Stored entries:
▼▼▼

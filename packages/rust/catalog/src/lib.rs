//! HTTP client for the remote resource catalog.
//!
//! [`CatalogClient`] implements [`Fetch`], so it can be handed straight to a
//! [`Normalizer`](echobase_normalize::Normalizer) for reference resolution.
//! Requests are issued one at a time by callers; the client never retries.

use std::time::Duration;

use echobase_normalize::{Fetch, fetch_record, search_first};
use echobase_shared::{CatalogConfig, EchoBaseError, EntityKind, Record, Result};
use reqwest::Client;
use serde_json::Value;
use tracing::{debug, instrument};
use url::Url;

/// Maximum number of redirects to follow.
const MAX_REDIRECTS: usize = 5;

/// Maximum response size we accept (10 MB).
const MAX_RESPONSE_SIZE: u64 = 10 * 1024 * 1024;

/// User-Agent string for catalog requests.
const USER_AGENT: &str = concat!("EchoBase/", env!("CARGO_PKG_VERSION"));

/// Catalog client bound to one API root.
#[derive(Debug, Clone)]
pub struct CatalogClient {
    client: Client,
    base_url: Url,
}

impl CatalogClient {
    /// Build a client from runtime catalog configuration.
    pub fn new(config: &CatalogConfig) -> Result<Self> {
        let client = Client::builder()
            .user_agent(USER_AGENT)
            .redirect(reqwest::redirect::Policy::limited(MAX_REDIRECTS))
            .timeout(Duration::from_secs(config.timeout_secs))
            .build()
            .map_err(|e| EchoBaseError::Network(format!("failed to build HTTP client: {e}")))?;

        Ok(Self {
            client,
            base_url: config.base_url.clone(),
        })
    }

    /// Collection locator for `kind`, e.g. `<base>/planets/`.
    pub fn collection_url(&self, kind: EntityKind) -> String {
        format!(
            "{}/{}/",
            self.base_url.as_str().trim_end_matches('/'),
            kind.collection()
        )
    }

    /// Fetch the record at `locator`.
    pub async fn get(&self, locator: &str) -> Result<Record> {
        fetch_record(self, locator).await
    }

    /// Search the collection for `kind` and return the first match.
    #[instrument(skip(self))]
    pub async fn search(&self, kind: EntityKind, term: &str) -> Result<Record> {
        let collection = self.collection_url(kind);
        search_first(self, &collection, term).await
    }
}

impl Fetch for CatalogClient {
    async fn fetch(&self, locator: &str, query: &[(&str, &str)]) -> Result<Value> {
        let url = Url::parse(locator)
            .map_err(|e| EchoBaseError::validation(format!("invalid locator '{locator}': {e}")))?;

        debug!(%url, ?query, "GET");

        let response = self
            .client
            .get(url.clone())
            .query(query)
            .send()
            .await
            .map_err(|e| EchoBaseError::Network(format!("{url}: {e}")))?;

        let status = response.status();
        if !status.is_success() {
            return Err(EchoBaseError::Network(format!("{url}: HTTP {status}")));
        }

        if let Some(len) = response.content_length() {
            if len > MAX_RESPONSE_SIZE {
                return Err(EchoBaseError::validation(format!(
                    "{url}: response too large ({len} bytes, max {MAX_RESPONSE_SIZE})"
                )));
            }
        }

        let body = response
            .text()
            .await
            .map_err(|e| EchoBaseError::Network(format!("{url}: failed to read body: {e}")))?;

        serde_json::from_str(&body)
            .map_err(|e| EchoBaseError::decode(format!("{url}: invalid JSON: {e}")))
    }
}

▲▲▲

Required work: State how many lines in the data include the string "invalid". Nothing else belongs in the reply.

Result for this exercise: 2